Nach Jahren der Expansion war es für die Schweizer Privatbank Julius Baer an der Zeit, die Organisation weiterzuentwickeln. Mit einem Purpose-basierten Kulturprogramm hat der COO-Bereich die richtige Antwort auf die internen und externen Herausforderungen gefunden.
Die vergangenen Jahre bei Julius Baer waren von starkem und dynamischem Wachstum geprägt. Weltweit ist die Privatbank – nicht zuletzt durch die Übernahme der internationalen Wealth-Management-Sparte von Merrill Lynch – mittlerweile an über 50 Standorten in mehr als 25 Ländern aktiv, mit über 6000 Mitarbeitern. In der Schweiz beschäftigt Julius Baer rund 3200 Menschen. Dort mussten Führungskräfte und Mitarbeiter kurz hintereinander mehrere Integrationen stemmen. Das führte zum einen zu einer erheblichen und andauernden Belastung der Beschäftigten. Zum anderen transformierte sich die Julius Baer zu einer global agierenden Privatbank, die jeden Tag in der Lage sein muss, sowohl auf individuelle Kundenbedürfnisse als auch auf lokale, regionale und weltweite Entwicklungen flexibel zu reagieren.
Zusätzlich zu diesem internen Spannungsfeld gestaltete sich auch der externe Kontext äußerst herausfordernd. Genannt seien hier die Zunahme der Wettbewerbsintensität, eine stärkere Regulierung, das Negativzinsumfeld in Europa und die Aufwertung des Schweizer Franken. Und in jüngster Zeit kamen weitere Faktoren hinzu, namentlich die Digitalisierung und die veränderten Kundenerwartungen sowie die immer stärkere Konkurrenz durch sogenannte Fintechs – Start-ups, die intelligente Technologien wie Robo-Advisors oder Crowd-Investing für Finanzdienstleistungen einsetzen. Insgesamt hat der Veränderungsdruck spürbar zugenommen, nicht zuletzt aufgrund des größeren globalen Fußabdrucks des Unternehmens und der damit einhergehenden intensiveren Exposition gegenüber dem externen Kontext. „Swissness“ allein reicht nicht mehr, um den Kunden auch künftig einen exzellenten Service bieten zu können.

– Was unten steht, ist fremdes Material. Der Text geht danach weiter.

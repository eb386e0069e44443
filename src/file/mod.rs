mod error;
mod paged_file;

pub use error::{FileError, FileResult};
pub use paged_file::PagedFile;

use serde::{Deserialize, Serialize};
use std::fmt;

/// Default page size in bytes (4KB)
pub const PAGE_SIZE: usize = 4096;

/// Default number of pages held by the buffer pool
pub const DEFAULT_POOL_PAGES: usize = 50;

/// Table identifier
pub type TableId = u32;

/// Page number within a table's file
pub type PageNo = usize;

/// Identity of a single page: the owning table plus the page's position in its file
#[derive(Debug, Clone, Copy, PartialEq, Eq, Hash, PartialOrd, Ord)]
pub struct PageId {
    table_id: TableId,
    page_no: PageNo,
}

impl PageId {
    pub fn new(table_id: TableId, page_no: PageNo) -> Self {
        Self { table_id, page_no }
    }

    pub fn table_id(&self) -> TableId {
        self.table_id
    }

    pub fn page_no(&self) -> PageNo {
        self.page_no
    }

    /// Byte offset of this page inside its file
    pub fn byte_offset(&self, page_size: usize) -> u64 {
        (self.page_no as u64) * (page_size as u64)
    }
}

impl fmt::Display for PageId {
    fn fmt(&self, f: &mut fmt::Formatter<'_>) -> fmt::Result {
        write!(f, "{}:{}", self.table_id, self.page_no)
    }
}

/// Storage settings threaded into heap files and the buffer pool
#[derive(Debug, Clone, Copy, PartialEq, Eq, Serialize, Deserialize)]
#[serde(default)]
pub struct StorageConfig {
    /// Size of every page in bytes
    pub page_size: usize,
    /// Maximum number of resident pages in the buffer pool
    pub pool_pages: usize,
}

impl StorageConfig {
    pub fn new(page_size: usize, pool_pages: usize) -> Self {
        Self {
            page_size,
            pool_pages,
        }
    }

    /// Parse a configuration from JSON, filling missing fields with defaults
    pub fn from_json(text: &str) -> Result<Self, serde_json::Error> {
        serde_json::from_str(text)
    }

    /// Reject settings no page or pool can be built from
    pub fn validate(&self) -> FileResult<()> {
        if self.page_size == 0 {
            return Err(FileError::InvalidConfig(
                "page_size must be positive".to_string(),
            ));
        }
        if self.pool_pages == 0 {
            return Err(FileError::InvalidConfig(
                "pool_pages must be positive".to_string(),
            ));
        }
        Ok(())
    }
}

impl Default for StorageConfig {
    fn default() -> Self {
        Self::new(PAGE_SIZE, DEFAULT_POOL_PAGES)
    }
}
use std::path::Path;
use std::sync::Arc;

use crate::error::DbResult;
use crate::file::{PageId, PagedFile};
use crate::record::{HeapPage, Tuple, TupleSchema, Value};

/// Bulk writer that packs rows straight into heap pages, bypassing the buffer pool
pub struct HeapFileEncoder {
    schema: Arc<TupleSchema>,
    page_size: usize,
}

impl HeapFileEncoder {
    pub fn new(schema: Arc<TupleSchema>, page_size: usize) -> Self {
        Self { schema, page_size }
    }

    /// Write `rows` into a fresh heap file at `path`, replacing any existing content
    ///
    /// Pages are filled in order, lowest slot first. Returns the number of pages written;
    /// no rows means an empty file.
    pub fn convert<P, I>(&self, rows: I, path: P) -> DbResult<usize>
    where
        P: AsRef<Path>,
        I: IntoIterator<Item = Vec<Value>>,
    {
        let path = path.as_ref();
        if path.exists() {
            std::fs::remove_file(path).map_err(crate::file::FileError::from)?;
        }
        let file = PagedFile::open(path, self.page_size)?;

        let mut page_no = 0;
        let mut page = self.blank_page(page_no)?;
        let mut pending = false;

        for values in rows {
            let mut tuple = Tuple::new(Arc::clone(&self.schema), values)?;
            if page.is_full() {
                file.write_page(page_no, &page.encode()?)?;
                page_no += 1;
                page = self.blank_page(page_no)?;
            }
            page.insert_tuple(&mut tuple)?;
            pending = true;
        }

        if pending {
            file.write_page(page_no, &page.encode()?)?;
            page_no += 1;
        }
        file.sync()?;

        Ok(page_no)
    }

    fn blank_page(&self, page_no: usize) -> DbResult<HeapPage> {
        Ok(HeapPage::new_empty(
            PageId::new(0, page_no),
            Arc::clone(&self.schema),
            self.page_size,
        )?)
    }
}

#[cfg(test)]
mod tests {
    use super::*;
    use crate::record::DataType;
    use tempfile::tempdir;

    fn int_pair_schema() -> Arc<TupleSchema> {
        Arc::new(TupleSchema::from_types(&[DataType::Int, DataType::Int]))
    }

    #[test]
    fn test_convert_packs_full_pages() {
        let dir = tempdir().unwrap();
        let path = dir.path().join("pairs.dat");
        let encoder = HeapFileEncoder::new(int_pair_schema(), 4096);

        let rows = (0..505).map(|i| vec![Value::Int(i), Value::Int(i * 2)]);
        let pages = encoder.convert(rows, &path).unwrap();

        assert_eq!(pages, 2);
        assert_eq!(std::fs::metadata(&path).unwrap().len(), 2 * 4096);

        let file = PagedFile::open(&path, 4096).unwrap();
        let mut buf = vec![0u8; 4096];
        file.read_page(1, &mut buf).unwrap();
        let second = HeapPage::decode(PageId::new(0, 1), int_pair_schema(), &buf).unwrap();
        let tuples: Vec<_> = second.iter().collect();
        assert_eq!(tuples.len(), 1);
        assert_eq!(tuples[0].values(), &[Value::Int(504), Value::Int(1008)]);
    }

    #[test]
    fn test_convert_no_rows_writes_empty_file() {
        let dir = tempdir().unwrap();
        let path = dir.path().join("empty.dat");
        let encoder = HeapFileEncoder::new(int_pair_schema(), 4096);

        let pages = encoder.convert(Vec::<Vec<Value>>::new(), &path).unwrap();

        assert_eq!(pages, 0);
        assert_eq!(std::fs::metadata(&path).unwrap().len(), 0);
    }

    #[test]
    fn test_convert_replaces_existing_file() {
        let dir = tempdir().unwrap();
        let path = dir.path().join("again.dat");
        let encoder = HeapFileEncoder::new(int_pair_schema(), 4096);

        encoder
            .convert((0..600).map(|i| vec![Value::Int(i), Value::Int(i)]), &path)
            .unwrap();
        let pages = encoder
            .convert(vec![vec![Value::Int(1), Value::Int(2)]], &path)
            .unwrap();

        assert_eq!(pages, 1);
        assert_eq!(std::fs::metadata(&path).unwrap().len(), 4096);
    }

    #[test]
    fn test_convert_rejects_wrong_arity() {
        let dir = tempdir().unwrap();
        let path = dir.path().join("bad.dat");
        let encoder = HeapFileEncoder::new(int_pair_schema(), 4096);

        let err = encoder
            .convert(vec![vec![Value::Int(1)]], &path)
            .unwrap_err();
        assert!(err.is_schema_mismatch());
    }
}
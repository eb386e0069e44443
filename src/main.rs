use clap::{Parser, Subcommand};
use csv::ReaderBuilder;
use prettytable::{Cell, Row, Table};
use std::error::Error;
use std::path::PathBuf;
use std::process::ExitCode;
use std::sync::Arc;

use heapdb::{
    BufferPool, Catalog, DEFAULT_POOL_PAGES, DataType, HeapFile, HeapFileEncoder, PAGE_SIZE,
    StorageConfig, TransactionId, TupleSchema, Value,
};

#[derive(Parser)]
#[command(name = "heapdb", version, about = "Build and inspect heap files")]
struct Cli {
    #[command(subcommand)]
    command: Command,
}

#[derive(Subcommand)]
enum Command {
    /// Build a heap file from a CSV file
    Convert {
        input: PathBuf,
        output: PathBuf,
        /// Column types, e.g. int,string(16)
        #[arg(long, required = true, value_delimiter = ',', value_parser = parse_data_type)]
        types: Vec<DataType>,
        #[arg(long, default_value_t = PAGE_SIZE)]
        page_size: usize,
        /// Treat the first CSV line as data
        #[arg(long)]
        no_header: bool,
    },
    /// Print every tuple of a heap file
    Print {
        file: PathBuf,
        #[arg(long, required = true, value_delimiter = ',', value_parser = parse_data_type)]
        types: Vec<DataType>,
        #[arg(long, default_value_t = PAGE_SIZE)]
        page_size: usize,
        #[arg(long, default_value_t = DEFAULT_POOL_PAGES)]
        pool_pages: usize,
    },
}

fn parse_data_type(s: &str) -> Result<DataType, String> {
    s.parse().map_err(|e: heapdb::RecordError| e.to_string())
}

fn convert(
    input: PathBuf,
    output: PathBuf,
    types: Vec<DataType>,
    page_size: usize,
    no_header: bool,
) -> Result<(), Box<dyn Error>> {
    StorageConfig::new(page_size, DEFAULT_POOL_PAGES).validate()?;
    let schema = Arc::new(TupleSchema::from_types(&types));

    let mut reader = ReaderBuilder::new()
        .has_headers(!no_header)
        .flexible(true)
        .from_path(&input)?;

    let mut rows = Vec::new();
    for (line, record) in reader.records().enumerate() {
        let record = record?;
        if record.len() != types.len() {
            return Err(format!(
                "row {}: expected {} fields, found {}",
                line + 1,
                types.len(),
                record.len()
            )
            .into());
        }
        let values = record
            .iter()
            .zip(&types)
            .map(|(field, data_type)| Value::parse(field, data_type))
            .collect::<Result<Vec<_>, _>>()
            .map_err(|e| format!("row {}: {}", line + 1, e))?;
        rows.push(values);
    }

    let row_count = rows.len();
    let pages = HeapFileEncoder::new(schema, page_size).convert(rows, &output)?;
    println!(
        "Wrote {} rows in {} pages to {}",
        row_count,
        pages,
        output.display()
    );
    Ok(())
}

fn print_file(
    path: PathBuf,
    types: Vec<DataType>,
    page_size: usize,
    pool_pages: usize,
) -> Result<(), Box<dyn Error>> {
    StorageConfig::new(page_size, pool_pages).validate()?;
    if !path.exists() {
        return Err(format!("{} does not exist", path.display()).into());
    }

    let schema = Arc::new(TupleSchema::from_types(&types));
    let heap_file = Arc::new(HeapFile::open(&path, Arc::clone(&schema), page_size)?);
    let catalog = Arc::new(Catalog::new());
    catalog.add_table(heap_file.clone(), &path.to_string_lossy(), "");
    let pool = BufferPool::new(catalog, pool_pages);

    let mut table = Table::new();
    table.set_titles(Row::new(
        schema
            .columns()
            .iter()
            .map(|c| Cell::new(&format!("{} {}", c.name, c.data_type)))
            .collect(),
    ));

    let mut count = 0;
    for tuple in heap_file.iter(&pool, TransactionId::new()) {
        let tuple = tuple?;
        table.add_row(Row::new(
            tuple
                .values()
                .iter()
                .map(|v| Cell::new(&v.to_string()))
                .collect(),
        ));
        count += 1;
    }

    table.printstd();
    println!("{} rows", count);
    Ok(())
}

fn main() -> ExitCode {
    let cli = Cli::parse();

    let result = match cli.command {
        Command::Convert {
            input,
            output,
            types,
            page_size,
            no_header,
        } => convert(input, output, types, page_size, no_header),
        Command::Print {
            file,
            types,
            page_size,
            pool_pages,
        } => print_file(file, types, page_size, pool_pages),
    };

    match result {
        Ok(()) => ExitCode::SUCCESS,
        Err(e) => {
            eprintln!("Error: {}", e);
            ExitCode::FAILURE
        }
    }
}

Raum für Rückbesinnung und Orientierung
Der Veränderungsdruck war insbesondere im COO-Bereich der Bank spürbar, der die Operations, die IT, die globalen Unternehmensdienstleistungen wie Sicherheitsdienst, Rezeption oder Kasse und die Business Transformation umfasst. Hier werden zum einen alle größeren Veränderungsvorhaben und Integrationen der Bank geplant und umgesetzt. Zum anderen wird hier der gewöhnliche Geschäftsbetrieb der Bank abgewickelt. Insofern ist es nicht verwunderlich, dass das rasche Wachstum der Bank seine Spuren vor allem hier hinterlassen hat.
Das COO-Management reagierte und stieß in seinem Bereich, zu dem insgesamt über 1200 Mitarbeiter zählen, ein Projekt zum Kulturwandel an. Es sollte den Mitarbeitern Raum zur Rückbesinnung auf die Werte des Traditionsunternehmens geben und es sollte Orientierung in dem veränderten Kontext schaffen. Zugleich sollte es den Mitarbeitern neue Instrumente und Arbeitsweisen vermitteln, um sie für den bevorstehenden Wandel zu rüsten. Unterstützt wurde das Projekt von der Unternehmensberatung EY.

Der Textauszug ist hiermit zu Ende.